Aim of the exercise: This exercise calls for copying every line below that holds the word "RequireAdmin".

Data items
>>>>>
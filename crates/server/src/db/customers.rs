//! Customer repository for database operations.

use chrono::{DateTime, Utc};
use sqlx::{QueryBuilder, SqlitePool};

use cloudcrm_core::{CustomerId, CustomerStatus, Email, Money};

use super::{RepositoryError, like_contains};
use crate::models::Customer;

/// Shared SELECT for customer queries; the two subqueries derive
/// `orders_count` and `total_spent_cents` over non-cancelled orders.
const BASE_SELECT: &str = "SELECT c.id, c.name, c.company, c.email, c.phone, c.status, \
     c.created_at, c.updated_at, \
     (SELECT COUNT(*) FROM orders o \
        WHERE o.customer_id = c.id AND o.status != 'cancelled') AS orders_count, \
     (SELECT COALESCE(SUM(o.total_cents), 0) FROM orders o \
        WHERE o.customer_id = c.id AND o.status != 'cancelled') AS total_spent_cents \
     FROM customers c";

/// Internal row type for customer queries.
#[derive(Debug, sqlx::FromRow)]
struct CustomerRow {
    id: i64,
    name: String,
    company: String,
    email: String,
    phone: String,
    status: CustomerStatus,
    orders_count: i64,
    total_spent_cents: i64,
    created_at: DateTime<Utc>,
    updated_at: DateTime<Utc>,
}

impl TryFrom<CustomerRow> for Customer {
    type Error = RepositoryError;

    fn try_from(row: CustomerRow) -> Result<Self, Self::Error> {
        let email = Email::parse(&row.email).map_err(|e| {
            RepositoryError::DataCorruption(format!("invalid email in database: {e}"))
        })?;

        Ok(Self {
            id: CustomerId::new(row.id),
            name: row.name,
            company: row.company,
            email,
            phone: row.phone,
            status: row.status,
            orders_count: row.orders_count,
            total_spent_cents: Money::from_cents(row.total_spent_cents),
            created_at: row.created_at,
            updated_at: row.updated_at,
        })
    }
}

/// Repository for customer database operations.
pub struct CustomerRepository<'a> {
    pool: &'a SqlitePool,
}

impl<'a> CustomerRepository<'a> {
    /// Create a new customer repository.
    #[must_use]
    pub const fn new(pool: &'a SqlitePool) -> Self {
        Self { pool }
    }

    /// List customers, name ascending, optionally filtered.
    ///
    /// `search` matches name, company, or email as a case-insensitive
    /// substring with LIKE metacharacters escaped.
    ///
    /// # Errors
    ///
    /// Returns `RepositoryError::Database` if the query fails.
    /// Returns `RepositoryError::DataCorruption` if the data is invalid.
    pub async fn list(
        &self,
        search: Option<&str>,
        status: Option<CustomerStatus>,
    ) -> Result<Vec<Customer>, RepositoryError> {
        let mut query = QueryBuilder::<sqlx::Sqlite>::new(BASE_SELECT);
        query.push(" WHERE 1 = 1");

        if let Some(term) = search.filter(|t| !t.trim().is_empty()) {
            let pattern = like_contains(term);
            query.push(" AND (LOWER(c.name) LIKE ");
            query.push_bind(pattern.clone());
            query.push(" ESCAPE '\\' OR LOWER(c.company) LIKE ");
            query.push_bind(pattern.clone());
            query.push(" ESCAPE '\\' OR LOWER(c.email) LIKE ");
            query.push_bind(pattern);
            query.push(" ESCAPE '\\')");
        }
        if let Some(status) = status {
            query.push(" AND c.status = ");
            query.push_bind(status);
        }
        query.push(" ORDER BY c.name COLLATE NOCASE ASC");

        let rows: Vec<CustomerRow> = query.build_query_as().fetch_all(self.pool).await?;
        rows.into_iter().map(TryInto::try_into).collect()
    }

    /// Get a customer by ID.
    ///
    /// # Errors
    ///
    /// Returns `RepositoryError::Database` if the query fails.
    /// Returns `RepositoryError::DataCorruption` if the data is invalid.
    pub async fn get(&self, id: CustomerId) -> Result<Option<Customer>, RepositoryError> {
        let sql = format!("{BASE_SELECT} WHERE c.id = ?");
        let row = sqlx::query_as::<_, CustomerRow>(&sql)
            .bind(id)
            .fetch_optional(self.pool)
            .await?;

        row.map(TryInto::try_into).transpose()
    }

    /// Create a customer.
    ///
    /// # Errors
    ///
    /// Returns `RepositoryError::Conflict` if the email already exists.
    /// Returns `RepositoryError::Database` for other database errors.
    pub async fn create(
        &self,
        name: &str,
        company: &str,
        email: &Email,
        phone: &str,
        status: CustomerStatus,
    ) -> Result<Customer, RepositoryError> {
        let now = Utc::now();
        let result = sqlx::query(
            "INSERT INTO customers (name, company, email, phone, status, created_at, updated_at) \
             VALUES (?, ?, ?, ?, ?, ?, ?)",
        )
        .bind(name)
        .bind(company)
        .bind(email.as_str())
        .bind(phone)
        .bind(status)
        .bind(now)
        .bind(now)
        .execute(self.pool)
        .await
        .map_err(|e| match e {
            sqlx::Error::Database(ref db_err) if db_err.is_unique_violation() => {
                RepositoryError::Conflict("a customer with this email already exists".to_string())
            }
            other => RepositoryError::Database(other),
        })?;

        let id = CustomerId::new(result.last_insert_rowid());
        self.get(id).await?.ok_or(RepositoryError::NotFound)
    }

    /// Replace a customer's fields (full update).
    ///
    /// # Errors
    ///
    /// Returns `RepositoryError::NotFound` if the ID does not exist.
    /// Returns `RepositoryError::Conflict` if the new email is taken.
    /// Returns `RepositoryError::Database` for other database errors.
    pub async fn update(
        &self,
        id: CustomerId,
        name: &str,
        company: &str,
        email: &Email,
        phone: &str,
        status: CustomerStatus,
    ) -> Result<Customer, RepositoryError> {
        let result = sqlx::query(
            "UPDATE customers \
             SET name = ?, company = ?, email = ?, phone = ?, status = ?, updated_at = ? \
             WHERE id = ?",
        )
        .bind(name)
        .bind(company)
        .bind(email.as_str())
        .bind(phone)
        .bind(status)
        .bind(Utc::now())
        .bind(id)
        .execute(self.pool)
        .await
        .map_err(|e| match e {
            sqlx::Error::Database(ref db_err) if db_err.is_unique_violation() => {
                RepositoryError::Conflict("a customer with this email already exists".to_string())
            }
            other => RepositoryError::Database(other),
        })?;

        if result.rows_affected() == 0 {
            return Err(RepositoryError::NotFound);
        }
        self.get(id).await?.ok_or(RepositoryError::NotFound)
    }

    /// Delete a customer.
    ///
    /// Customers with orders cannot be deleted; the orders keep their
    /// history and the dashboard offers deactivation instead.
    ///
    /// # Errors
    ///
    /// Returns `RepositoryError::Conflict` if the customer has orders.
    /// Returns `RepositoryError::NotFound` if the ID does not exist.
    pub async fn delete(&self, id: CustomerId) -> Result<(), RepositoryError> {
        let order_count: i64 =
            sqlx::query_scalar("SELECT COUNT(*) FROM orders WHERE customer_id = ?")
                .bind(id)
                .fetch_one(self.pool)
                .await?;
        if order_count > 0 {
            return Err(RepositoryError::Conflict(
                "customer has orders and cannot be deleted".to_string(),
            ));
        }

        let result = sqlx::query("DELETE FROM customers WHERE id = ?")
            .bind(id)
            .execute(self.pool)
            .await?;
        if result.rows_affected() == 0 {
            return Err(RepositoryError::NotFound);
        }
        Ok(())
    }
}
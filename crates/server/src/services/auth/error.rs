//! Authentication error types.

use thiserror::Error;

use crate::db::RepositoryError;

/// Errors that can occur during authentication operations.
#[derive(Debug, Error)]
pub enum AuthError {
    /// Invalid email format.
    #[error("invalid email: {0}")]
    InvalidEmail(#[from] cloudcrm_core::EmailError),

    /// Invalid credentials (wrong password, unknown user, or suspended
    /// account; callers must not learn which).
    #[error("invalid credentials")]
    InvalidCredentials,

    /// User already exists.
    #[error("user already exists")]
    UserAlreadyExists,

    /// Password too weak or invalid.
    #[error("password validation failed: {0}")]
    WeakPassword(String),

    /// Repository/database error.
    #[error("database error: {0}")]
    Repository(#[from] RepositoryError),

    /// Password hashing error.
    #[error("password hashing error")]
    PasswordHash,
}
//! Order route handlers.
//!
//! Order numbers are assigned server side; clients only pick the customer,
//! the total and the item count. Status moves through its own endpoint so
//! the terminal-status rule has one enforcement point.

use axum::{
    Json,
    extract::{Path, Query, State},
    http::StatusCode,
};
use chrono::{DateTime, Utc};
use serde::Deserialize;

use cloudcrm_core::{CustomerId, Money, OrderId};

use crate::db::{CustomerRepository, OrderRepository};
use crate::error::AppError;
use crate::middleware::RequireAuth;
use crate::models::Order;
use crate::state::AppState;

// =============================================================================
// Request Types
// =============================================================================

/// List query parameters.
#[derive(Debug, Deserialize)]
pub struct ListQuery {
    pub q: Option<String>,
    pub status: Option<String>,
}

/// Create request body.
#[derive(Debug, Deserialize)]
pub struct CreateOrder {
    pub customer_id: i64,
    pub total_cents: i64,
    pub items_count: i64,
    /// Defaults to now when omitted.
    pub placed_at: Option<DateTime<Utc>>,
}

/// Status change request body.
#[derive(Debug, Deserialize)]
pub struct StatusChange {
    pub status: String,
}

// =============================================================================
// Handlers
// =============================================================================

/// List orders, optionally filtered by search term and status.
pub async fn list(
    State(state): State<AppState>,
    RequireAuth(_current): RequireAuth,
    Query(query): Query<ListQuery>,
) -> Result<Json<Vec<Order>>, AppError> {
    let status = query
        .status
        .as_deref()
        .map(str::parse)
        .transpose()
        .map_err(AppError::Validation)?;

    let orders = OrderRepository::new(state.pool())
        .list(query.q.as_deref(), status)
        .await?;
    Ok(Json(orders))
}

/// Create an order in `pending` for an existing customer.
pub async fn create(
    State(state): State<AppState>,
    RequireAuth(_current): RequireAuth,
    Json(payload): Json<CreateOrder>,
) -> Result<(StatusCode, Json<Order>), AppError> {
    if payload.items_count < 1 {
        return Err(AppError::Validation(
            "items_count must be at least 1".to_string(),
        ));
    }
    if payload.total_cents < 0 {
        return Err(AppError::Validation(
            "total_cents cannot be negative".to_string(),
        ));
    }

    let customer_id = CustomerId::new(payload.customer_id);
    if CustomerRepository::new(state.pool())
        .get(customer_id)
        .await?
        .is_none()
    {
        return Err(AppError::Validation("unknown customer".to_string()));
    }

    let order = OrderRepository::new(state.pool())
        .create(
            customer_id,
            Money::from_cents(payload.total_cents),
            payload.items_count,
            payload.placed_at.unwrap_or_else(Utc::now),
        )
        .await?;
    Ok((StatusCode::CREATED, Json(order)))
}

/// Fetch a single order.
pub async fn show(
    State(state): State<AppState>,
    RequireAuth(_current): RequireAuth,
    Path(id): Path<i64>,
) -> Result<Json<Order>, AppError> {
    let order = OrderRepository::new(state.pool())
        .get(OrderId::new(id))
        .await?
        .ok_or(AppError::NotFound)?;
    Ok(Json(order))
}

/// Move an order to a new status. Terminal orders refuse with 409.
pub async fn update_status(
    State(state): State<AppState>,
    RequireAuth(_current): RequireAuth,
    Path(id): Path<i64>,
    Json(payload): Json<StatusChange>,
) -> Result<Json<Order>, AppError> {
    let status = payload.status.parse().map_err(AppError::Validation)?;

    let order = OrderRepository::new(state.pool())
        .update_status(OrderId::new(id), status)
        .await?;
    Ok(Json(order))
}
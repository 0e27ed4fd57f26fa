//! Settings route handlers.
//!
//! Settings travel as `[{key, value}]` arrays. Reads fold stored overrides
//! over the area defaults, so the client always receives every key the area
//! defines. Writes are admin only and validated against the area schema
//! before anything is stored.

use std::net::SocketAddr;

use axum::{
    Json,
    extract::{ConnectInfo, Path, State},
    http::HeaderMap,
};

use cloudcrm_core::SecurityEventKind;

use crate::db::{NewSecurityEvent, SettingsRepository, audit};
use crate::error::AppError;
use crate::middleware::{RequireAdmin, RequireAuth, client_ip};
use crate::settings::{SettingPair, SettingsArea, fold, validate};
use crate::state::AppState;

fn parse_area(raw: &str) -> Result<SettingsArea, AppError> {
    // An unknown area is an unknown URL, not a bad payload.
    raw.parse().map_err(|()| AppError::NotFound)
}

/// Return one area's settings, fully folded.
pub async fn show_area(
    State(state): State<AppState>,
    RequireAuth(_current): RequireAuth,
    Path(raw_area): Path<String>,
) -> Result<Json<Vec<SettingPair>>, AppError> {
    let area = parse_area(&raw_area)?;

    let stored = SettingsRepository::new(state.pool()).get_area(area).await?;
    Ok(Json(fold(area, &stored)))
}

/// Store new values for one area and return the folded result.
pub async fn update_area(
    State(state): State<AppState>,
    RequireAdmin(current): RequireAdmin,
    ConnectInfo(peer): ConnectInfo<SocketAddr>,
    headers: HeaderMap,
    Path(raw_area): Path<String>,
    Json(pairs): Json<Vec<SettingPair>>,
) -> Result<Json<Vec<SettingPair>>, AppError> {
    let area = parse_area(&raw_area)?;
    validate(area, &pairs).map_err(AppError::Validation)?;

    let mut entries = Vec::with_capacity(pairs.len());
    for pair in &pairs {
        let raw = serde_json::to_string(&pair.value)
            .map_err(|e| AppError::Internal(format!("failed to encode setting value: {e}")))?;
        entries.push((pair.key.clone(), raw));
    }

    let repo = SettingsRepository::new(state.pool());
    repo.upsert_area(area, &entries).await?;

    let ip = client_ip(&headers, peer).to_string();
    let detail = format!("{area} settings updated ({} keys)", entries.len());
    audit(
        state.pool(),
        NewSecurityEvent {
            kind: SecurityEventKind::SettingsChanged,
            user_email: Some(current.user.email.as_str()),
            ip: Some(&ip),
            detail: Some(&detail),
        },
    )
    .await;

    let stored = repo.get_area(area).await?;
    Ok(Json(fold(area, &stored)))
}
<<<<<
Solution for this task:
use crate::middleware::{RequireAdmin, RequireAuth, client_ip};
    RequireAdmin(current): RequireAdmin,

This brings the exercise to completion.